Give again, word for word, each line below starting at the one that contains "-> Result<Vec<MaintenanceJob>, UpkeepError>" and ending at the one that contains "counts per property.".

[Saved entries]
────────────────────────────────────────
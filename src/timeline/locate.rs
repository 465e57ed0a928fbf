use super::bucket::{Coord, TimeBucket};
use super::interval::Interval;
use super::TimelineError;
use chrono::NaiveDateTime;

/// Index range of the buckets covering `start..=end` once both ends are
/// truncated to `interval`.
///
/// Fails with [`TimelineError::NotLoaded`] when no bucket falls inside, which
/// usually means the buckets predate the current filter.
pub fn locate(
    start: NaiveDateTime,
    end: NaiveDateTime,
    interval: Interval,
    buckets: &[TimeBucket],
) -> Result<(usize, usize), TimelineError> {
    let from = Coord::from_datetime(start).truncate(interval);
    let to = Coord::from_datetime(end).truncate(interval);

    // Buckets are few and already ordered; a linear scan is enough.
    let mut first = None;
    let mut last = None;
    for (index, bucket) in buckets.iter().enumerate() {
        let at = bucket.position();
        if first.is_none() && at >= from {
            first = Some(index);
        }
        if at <= to {
            last = Some(index);
        }
    }

    match (first, last) {
        (Some(first), Some(last)) if first <= last => Ok((first, last)),
        _ => Err(TimelineError::NotLoaded { start, end }),
    }
}
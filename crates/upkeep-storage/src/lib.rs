// SPDX-FileCopyrightText: 2026 Upkeep Contributors
// SPDX-License-Identifier: MIT OR Apache-2.0

//! SQLite persistence for the Upkeep maintenance scheduling engine.
//!
//! A single [`Database`] handle owns the one writer connection; typed query
//! modules expose the job store, the acknowledgment ledger, and the property
//! and staff directories over it. Schema changes ship as embedded refinery
//! migrations and run on open.

pub mod database;
pub mod migrations;
pub mod models;
pub mod queries;
pub mod registry;

pub use database::Database;
pub use models::JobRecord;
pub use registry::SqliteDirectory;
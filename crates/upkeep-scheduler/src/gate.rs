// SPDX-FileCopyrightText: 2026 Upkeep Contributors
// SPDX-License-Identifier: MIT OR Apache-2.0

//! The guarded deletion gate.
//!
//! Destructive operations require a secondary credential beyond ordinary
//! session auth. Only a SHA-256 digest of that credential is configured;
//! the plaintext is never stored, never logged, and never appears in a URL.
//! Verification happens BEFORE any existence lookup, so a caller holding a
//! wrong credential cannot probe which identifiers exist. An unconfigured
//! digest fails closed: every gated request is rejected.

use std::fmt;

use ring::constant_time;
use sha2::{Digest, Sha256};

use upkeep_core::UpkeepError;
use upkeep_storage::Database;
use upkeep_storage::queries::{jobs, properties};

/// Gate in front of the destructive operations.
#[derive(Clone)]
pub struct DeletionGate {
    db: Database,
    credential_sha256: Option<Vec<u8>>,
}

impl DeletionGate {
    /// Build the gate from the configured hex digest. `None` disables all
    /// gated operations.
    pub fn new(db: Database, credential_sha256: Option<String>) -> Result<Self, UpkeepError> {
        let credential_sha256 = match credential_sha256 {
            Some(hex_digest) => {
                let bytes = hex::decode(hex_digest.trim()).map_err(|_| {
                    UpkeepError::Config(
                        "admin.credential_sha256 is not a valid hex digest".to_string(),
                    )
                })?;
                if bytes.len() != 32 {
                    return Err(UpkeepError::Config(
                        "admin.credential_sha256 must be a 64-character SHA-256 digest"
                            .to_string(),
                    ));
                }
                Some(bytes)
            }
            None => None,
        };
        Ok(Self { db, credential_sha256 })
    }

    /// Compare the presented credential's digest against the configured one,
    /// in constant time. The error carries no detail about the cause.
    fn verify(&self, credential: &str) -> Result<(), UpkeepError> {
        let Some(expected) = &self.credential_sha256 else {
            tracing::warn!("gated deletion attempted with no credential digest configured");
            return Err(UpkeepError::Authorization);
        };
        let presented = Sha256::digest(credential.as_bytes());
        constant_time::verify_slices_are_equal(expected, &presented)
            .map_err(|_| UpkeepError::Authorization)
    }

    /// Delete a job and its acknowledgment ledger, credential permitting.
    pub async fn delete_job(&self, credential: &str, job_id: i64) -> Result<(), UpkeepError> {
        self.verify(credential)?;
        jobs::delete_job(&self.db, job_id).await?;
        tracing::info!(job_id, "maintenance job deleted");
        Ok(())
    }

    /// Delete a property, credential permitting. Open jobs block the delete
    /// unless `cascade` is set; see the property store for the policy.
    pub async fn delete_property(
        &self,
        credential: &str,
        property_id: i64,
        cascade: bool,
    ) -> Result<(), UpkeepError> {
        self.verify(credential)?;
        properties::delete_property(&self.db, property_id, cascade).await?;
        tracing::info!(property_id, cascade, "property deleted");
        Ok(())
    }
}

impl fmt::Debug for DeletionGate {
    fn fmt(&self, f: &mut fmt::Formatter<'_>) -> fmt::Result {
        f.debug_struct("DeletionGate")
            .field("configured", &self.credential_sha256.is_some())
            .finish_non_exhaustive()
    }
}
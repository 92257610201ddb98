// SPDX-FileCopyrightText: 2026 Upkeep Contributors
// SPDX-License-Identifier: MIT OR Apache-2.0

//! Storage-side record types.
//!
//! The canonical domain types live in `upkeep-core::types`; this module
//! re-exports them for convenience and adds the validated record shape the
//! scheduling engine hands to the insert path.

use chrono::NaiveDate;

pub use upkeep_core::types::{
    AcknowledgmentEntry, JobStatus, MaintenanceJob, Personnel, Priority, Property, Vendor,
};

/// A fully validated maintenance job ready for insertion.
///
/// Built by the scheduling engine after directory resolution: the property
/// and vendor names here are snapshots taken at creation time.
#[derive(Debug, Clone)]
pub struct JobRecord {
    pub property_id: i64,
    pub property_name: String,
    pub property_location: Option<String>,
    pub date: NaiveDate,
    pub job_type: String,
    pub vendor_id: Option<i64>,
    pub vendor_name: String,
    pub requested_time: String,
    pub priority: Priority,
    pub description: Option<String>,
}
// SPDX-FileCopyrightText: 2026 Upkeep Contributors
// SPDX-License-Identifier: MIT OR Apache-2.0

//! Core library for the Upkeep maintenance scheduling engine.
//!
//! Provides the error taxonomy, domain types, and the directory traits
//! through which the scheduling core consumes its external collaborators
//! (Property Registry, Vendor/Personnel Directory).

pub mod error;
pub mod traits;
pub mod types;

pub use error::UpkeepError;
pub use traits::{PropertyRegistry, StaffDirectory};
pub use types::{
    AcknowledgerKey, AcknowledgmentEntry, JobStatus, MaintenanceJob, NewJob, NewProperty,
    Personnel, Priority, Property, SchedulerFilter, StatusCounts, StatusFilter, Vendor,
};
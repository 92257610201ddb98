// SPDX-FileCopyrightText: 2026 Upkeep Contributors
// SPDX-License-Identifier: MIT OR Apache-2.0

//! Typed query modules over the single-writer database handle.

pub mod acknowledgments;
pub mod directory;
pub mod jobs;
pub mod properties;
// SPDX-FileCopyrightText: 2026 Upkeep Contributors
// SPDX-License-Identifier: MIT OR Apache-2.0

//! Read-side projections over the job store.
//!
//! Every view is recomputed from the live job set on each call; nothing here
//! is materialized, so the views can never drift from the store.

use std::collections::HashMap;

use chrono::NaiveDate;
use serde::Serialize;

use upkeep_core::UpkeepError;
use upkeep_core::types::{JobStatus, MaintenanceJob, Priority, SchedulerFilter, StatusCounts};
use upkeep_storage::Database;
use upkeep_storage::queries::jobs;

use crate::calendar::{self, GRID_CELLS};

/// Default truncation for the upcoming view.
pub const DEFAULT_UPCOMING_LIMIT: i64 = 10;

/// Lightweight marker for one job inside a calendar cell. The full record
/// stays behind the jobs routes; the grid only needs enough to render.
#[derive(Debug, Clone, Serialize)]
pub struct JobMarker {
    pub id: i64,
    #[serde(rename = "type")]
    pub job_type: String,
    pub status: JobStatus,
    pub priority: Priority,
}

impl From<&MaintenanceJob> for JobMarker {
    fn from(job: &MaintenanceJob) -> Self {
        JobMarker {
            id: job.id,
            job_type: job.job_type.clone(),
            status: job.status,
            priority: job.priority,
        }
    }
}

/// One cell of the rendered month view.
#[derive(Debug, Clone, Serialize)]
pub struct CalendarCell {
    /// Civil date, `YYYY-MM-DD`.
    pub date: NaiveDate,
    /// False for padding days borrowed from adjacent months; padding cells
    /// carry no job data.
    pub in_month: bool,
    /// Markers for jobs dated exactly on this cell, passing the request
    /// filter.
    pub jobs: Vec<JobMarker>,
    pub counts: StatusCounts,
}

/// A full month view: always 42 cells, Sunday-first.
#[derive(Debug, Clone, Serialize)]
pub struct CalendarMonth {
    pub year: i32,
    pub month: u32,
    pub cells: Vec<CalendarCell>,
}

/// Open-job tally for one property.
#[derive(Debug, Clone, Copy, Serialize)]
pub struct PropertyOpenCount {
    pub property_id: i64,
    pub open_jobs: i64,
}

/// The maintenance log: the filtered history plus its status tallies.
#[derive(Debug, Clone, Serialize)]
pub struct MaintenanceLog {
    pub jobs: Vec<MaintenanceJob>,
    pub stats: LogStats,
}

#[derive(Debug, Clone, Copy, Serialize)]
pub struct LogStats {
    pub total: i64,
    pub pending: i64,
    pub ongoing: i64,
    pub completed: i64,
}

impl From<StatusCounts> for LogStats {
    fn from(counts: StatusCounts) -> Self {
        LogStats {
            total: counts.total(),
            pending: counts.pending,
            ongoing: counts.ongoing,
            completed: counts.completed,
        }
    }
}

/// Read-side facade over the store.
#[derive(Clone)]
pub struct ScheduleViews {
    db: Database,
}

impl ScheduleViews {
    pub fn new(db: Database) -> Self {
        Self { db }
    }

    /// Bucket the month's jobs into the 42-cell grid.
    ///
    /// A job lands in the cell whose civil date equals the job's `date`
    /// field, component for component. Padding cells stay empty; they exist
    /// only to keep the grid shape fixed.
    pub async fn calendar_month(
        &self,
        year: i32,
        month: u32,
        filter: SchedulerFilter,
    ) -> Result<CalendarMonth, UpkeepError> {
        let grid = calendar::month_grid(year, month)?;
        let first_of_month = grid.iter().find(|s| s.in_month).map(|s| s.date);
        let last_of_month = grid.iter().rev().find(|s| s.in_month).map(|s| s.date);

        // One ranged query for the month, tightened against any caller
        // range rather than replacing it.
        let mut window = filter;
        window.start_date = match (window.start_date, first_of_month) {
            (Some(a), Some(b)) => Some(a.max(b)),
            (a, b) => a.or(b),
        };
        window.end_date = match (window.end_date, last_of_month) {
            (Some(a), Some(b)) => Some(a.min(b)),
            (a, b) => a.or(b),
        };
        let jobs = jobs::list_jobs(&self.db, window).await?;

        let mut by_date: HashMap<NaiveDate, Vec<MaintenanceJob>> = HashMap::new();
        for job in jobs {
            by_date.entry(job.date).or_default().push(job);
        }

        let cells = grid
            .iter()
            .map(|slot| {
                let mut day_jobs = if slot.in_month {
                    by_date.remove(&slot.date).unwrap_or_default()
                } else {
                    Vec::new()
                };
                // The store returns date-descending; within a single day
                // order by id so the cell reads in creation order.
                day_jobs.sort_by_key(|job| job.id);
                let mut counts = StatusCounts::default();
                for job in &day_jobs {
                    counts.record(job.status);
                }
                CalendarCell {
                    date: slot.date,
                    in_month: slot.in_month,
                    jobs: day_jobs.iter().map(JobMarker::from).collect(),
                    counts,
                }
            })
            .collect();

        tracing::debug!(year, month, "calendar month computed");
        Ok(CalendarMonth { year, month, cells })
    }

    /// Jobs dated on or after `today`, soonest first, truncated to `limit`
    /// (default 10).
    pub async fn upcoming(
        &self,
        today: NaiveDate,
        filter: SchedulerFilter,
        limit: Option<i64>,
    ) -> Result<Vec<MaintenanceJob>, UpkeepError> {
        let limit = limit.unwrap_or(DEFAULT_UPCOMING_LIMIT).max(0);
        jobs::list_upcoming(&self.db, today, filter, limit).await
    }

    /// Open (non-completed) job counts per property.
    pub async fn open_counts_by_property(&self) -> Result<Vec<PropertyOpenCount>, UpkeepError> {
        let counts = jobs::open_counts_by_property(&self.db).await?;
        Ok(counts
            .into_iter()
            .map(|(property_id, open_jobs)| PropertyOpenCount { property_id, open_jobs })
            .collect())
    }

    /// The filtered maintenance history, newest first, with status tallies
    /// computed over the same filtered set.
    pub async fn log(&self, filter: SchedulerFilter) -> Result<MaintenanceLog, UpkeepError> {
        let jobs = jobs::list_jobs(&self.db, filter).await?;
        let mut counts = StatusCounts::default();
        for job in &jobs {
            counts.record(job.status);
        }
        Ok(MaintenanceLog {
            jobs,
            stats: counts.into(),
        })
    }
}

#[cfg(test)]
mod tests {
    use super::*;
    use chrono::Datelike;
    use tempfile::tempdir;
    use upkeep_core::types::{JobStatus, Priority, StatusFilter};
    use upkeep_storage::JobRecord;

    async fn setup_db() -> (Database, ScheduleViews, tempfile::TempDir) {
        let dir = tempdir().unwrap();
        let db = Database::open(dir.path().join("views.db").to_str().unwrap())
            .await
            .unwrap();
        let views = ScheduleViews::new(db.clone());
        (db, views, dir)
    }

    async fn seed_job(db: &Database, property_id: i64, date: &str) -> MaintenanceJob {
        jobs::create_job(
            db,
            JobRecord {
                property_id,
                property_name: format!("Property {property_id}"),
                property_location: None,
                date: NaiveDate::parse_from_str(date, "%Y-%m-%d").unwrap(),
                job_type: "Plumbing".into(),
                vendor_id: None,
                vendor_name: "Not assigned".into(),
                requested_time: "09:00".into(),
                priority: Priority::Normal,
                description: None,
            },
        )
        .await
        .unwrap()
    }

    #[tokio::test]
    async fn job_lands_in_its_civil_date_cell() {
        let (db, views, _dir) = setup_db().await;
        seed_job(&db, 1, "2025-03-10").await;

        let month = views
            .calendar_month(2025, 3, SchedulerFilter::default())
            .await
            .unwrap();
        assert_eq!(month.cells.len(), GRID_CELLS);

        let cell = month
            .cells
            .iter()
            .find(|c| c.date == NaiveDate::from_ymd_opt(2025, 3, 10).unwrap())
            .unwrap();
        assert!(cell.in_month);
        assert_eq!(cell.jobs.len(), 1);
        assert_eq!(cell.jobs[0].job_type, "Plumbing");
        assert_eq!(cell.counts.pending, 1);

        // No other cell carries the job.
        let total: usize = month.cells.iter().map(|c| c.jobs.len()).sum();
        assert_eq!(total, 1);
    }

    #[tokio::test]
    async fn padding_cells_stay_empty() {
        let (db, views, _dir) = setup_db().await;
        // Feb 23 2025 is the first padding cell of the March 2025 grid.
        seed_job(&db, 1, "2025-02-23").await;

        let month = views
            .calendar_month(2025, 3, SchedulerFilter::default())
            .await
            .unwrap();
        let first = &month.cells[0];
        assert!(!first.in_month);
        assert!(first.jobs.is_empty());
        assert_eq!(first.counts.total(), 0);
    }

    #[tokio::test]
    async fn calendar_respects_status_filter() {
        let (db, views, _dir) = setup_db().await;
        let job = seed_job(&db, 1, "2025-03-10").await;
        seed_job(&db, 1, "2025-03-10").await;
        jobs::transition_status(&db, job.id, JobStatus::Completed, "12:00".into())
            .await
            .unwrap();

        let filter = SchedulerFilter {
            status: StatusFilter::Only(JobStatus::Pending),
            ..SchedulerFilter::default()
        };
        let month = views.calendar_month(2025, 3, filter).await.unwrap();
        let cell = month
            .cells
            .iter()
            .find(|c| c.date.day() == 10 && c.in_month)
            .unwrap();
        assert_eq!(cell.jobs.len(), 1);
        assert_eq!(cell.jobs[0].status, JobStatus::Pending);
    }

    #[tokio::test]
    async fn upcoming_defaults_to_ten_soonest() {
        let (db, views, _dir) = setup_db().await;
        for day in 1..=12 {
            seed_job(&db, 1, &format!("2025-07-{day:02}")).await;
        }
        seed_job(&db, 1, "2025-06-30").await; // in the past

        let today = NaiveDate::from_ymd_opt(2025, 7, 1).unwrap();
        let upcoming = views
            .upcoming(today, SchedulerFilter::default(), None)
            .await
            .unwrap();
        assert_eq!(upcoming.len(), 10);
        assert_eq!(upcoming[0].date.to_string(), "2025-07-01");
        assert_eq!(upcoming[9].date.to_string(), "2025-07-10");
    }

    #[tokio::test]
    async fn log_tallies_match_the_filtered_set() {
        let (db, views, _dir) = setup_db().await;
        let j1 = seed_job(&db, 1, "2025-05-01").await;
        let j2 = seed_job(&db, 2, "2025-05-02").await;
        seed_job(&db, 1, "2025-05-03").await;
        jobs::transition_status(&db, j1.id, JobStatus::Completed, "12:00".into())
            .await
            .unwrap();
        jobs::transition_status(&db, j2.id, JobStatus::Ongoing, "12:00".into())
            .await
            .unwrap();

        let log = views.log(SchedulerFilter::default()).await.unwrap();
        assert_eq!(log.stats.total, 3);
        assert_eq!(log.stats.completed, 1);
        assert_eq!(log.stats.ongoing, 1);
        assert_eq!(log.stats.pending, 1);
        // Newest first.
        assert_eq!(log.jobs[0].date.to_string(), "2025-05-03");

        let filtered = views
            .log(SchedulerFilter {
                property_id: Some(1),
                ..SchedulerFilter::default()
            })
            .await
            .unwrap();
        assert_eq!(filtered.stats.total, 2);
    }

    #[tokio::test]
    async fn open_counts_exclude_completed() {
        let (db, views, _dir) = setup_db().await;
        let j1 = seed_job(&db, 1, "2025-05-01").await;
        seed_job(&db, 1, "2025-05-02").await;
        seed_job(&db, 2, "2025-05-03").await;
        jobs::transition_status(&db, j1.id, JobStatus::Completed, "12:00".into())
            .await
            .unwrap();

        let counts = views.open_counts_by_property().await.unwrap();
        let by_id: HashMap<i64, i64> = counts
            .iter()
            .map(|c| (c.property_id, c.open_jobs))
            .collect();
        assert_eq!(by_id[&1], 1);
        assert_eq!(by_id[&2], 1);
    }
}
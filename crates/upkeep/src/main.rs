// SPDX-FileCopyrightText: 2026 Upkeep Contributors
// SPDX-License-Identifier: MIT OR Apache-2.0

//! Upkeep - maintenance scheduling and acknowledgment service.
//!
//! This is the binary entry point for the Upkeep server.

use clap::{Parser, Subcommand};
use sha2::{Digest, Sha256};

mod serve;

/// Upkeep - maintenance scheduling and acknowledgment service.
#[derive(Parser, Debug)]
#[command(name = "upkeep", version, about, long_about = None)]
struct Cli {
    #[command(subcommand)]
    command: Option<Commands>,
}

/// Available subcommands.
#[derive(Subcommand, Debug)]
enum Commands {
    /// Start the Upkeep API server.
    Serve,
    /// Print the effective configuration.
    Config,
    /// Hash a deletion credential for `admin.credential_sha256`.
    HashCredential {
        /// The credential to hash. Prefer piping via stdin in scripts; the
        /// digest, not the credential, is what goes into the config file.
        credential: String,
    },
}

#[tokio::main]
async fn main() {
    let cli = Cli::parse();

    // Load and validate configuration at startup.
    let config = match upkeep_config::load_and_validate() {
        Ok(config) => config,
        Err(errors) => {
            upkeep_config::render_errors(&errors);
            std::process::exit(1);
        }
    };

    match cli.command {
        Some(Commands::Serve) => {
            if let Err(e) = serve::run(config).await {
                eprintln!("upkeep serve: {e}");
                std::process::exit(1);
            }
        }
        Some(Commands::Config) => {
            println!(
                "server  = {}:{} (log_level={})",
                config.server.host, config.server.port, config.server.log_level
            );
            println!(
                "storage = {} (wal_mode={})",
                config.storage.database_path, config.storage.wal_mode
            );
            println!(
                "admin   = credential digest {}",
                if config.admin.credential_sha256.is_some() {
                    "configured"
                } else {
                    "NOT configured (deletion disabled)"
                }
            );
        }
        Some(Commands::HashCredential { credential }) => {
            println!("{}", hex::encode(Sha256::digest(credential.as_bytes())));
        }
        None => {
            println!("upkeep: use --help for available commands");
        }
    }
}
────────────────────────────────────────
> _Task solution_:
    ) -> Result<Vec<MaintenanceJob>, UpkeepError> {
        let limit = limit.unwrap_or(DEFAULT_UPCOMING_LIMIT).max(0);
        jobs::list_upcoming(&self.db, today, filter, limit).await
    }

    /// Open (non-completed) job counts per property.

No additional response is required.